//! Best-effort inter-step sleep, grounded in the original sources' `vm.c`
//! monotonic-clock pacing loop: a configured per-step millisecond budget plus
//! a small fixed offset, compared against wall time actually elapsed since
//! the previous step.

use std::thread;
use std::time::{Duration, Instant};

/// Fixed offset added to the configured step budget, matching the original
/// implementation's `CLOCK_INTERONSET_INTERVAL`.
const TICK_OFFSET: Duration = Duration::from_micros(2);

/// Paces the VM's fetch-decode-execute loop to an approximate instruction rate.
pub struct Pacer {
    step_budget: Duration,
    last_tick: Instant,
}

impl Pacer {
    /// `step_ms` of zero makes every call to [`Pacer::wait`] a no-op.
    pub fn new(step_ms: u64) -> Pacer {
        Pacer {
            step_budget: Duration::from_millis(step_ms) + TICK_OFFSET,
            last_tick: Instant::now(),
        }
    }

    /// Sleeps for the remainder of the step budget not already consumed by
    /// the instruction just executed, then resets the reference instant.
    pub fn wait(&mut self) {
        let elapsed = self.last_tick.elapsed();
        if elapsed < self.step_budget {
            thread::sleep(self.step_budget - elapsed);
        }
        self.last_tick = Instant::now();
    }
}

(DIRECTIONS) Both end lines included, restate word for word the lines above from the line with "millisecond budget plus" to the line with "pub fn wait(&mut", and nothing else.

(SOLUTION)
//! monotonic-clock pacing loop: a configured per-step millisecond budget plus
//! a small fixed offset, compared against wall time actually elapsed since
//! the previous step.

use std::thread;
use std::time::{Duration, Instant};

/// Fixed offset added to the configured step budget, matching the original
/// implementation's `CLOCK_INTERONSET_INTERVAL`.
const TICK_OFFSET: Duration = Duration::from_micros(2);

/// Paces the VM's fetch-decode-execute loop to an approximate instruction rate.
pub struct Pacer {
    step_budget: Duration,
    last_tick: Instant,
}

impl Pacer {
    /// `step_ms` of zero makes every call to [`Pacer::wait`] a no-op.
    pub fn new(step_ms: u64) -> Pacer {
        Pacer {
            step_budget: Duration::from_millis(step_ms) + TICK_OFFSET,
            last_tick: Instant::now(),
        }
    }

    /// Sleeps for the remainder of the step budget not already consumed by
    /// the instruction just executed, then resets the reference instant.
    pub fn wait(&mut self) {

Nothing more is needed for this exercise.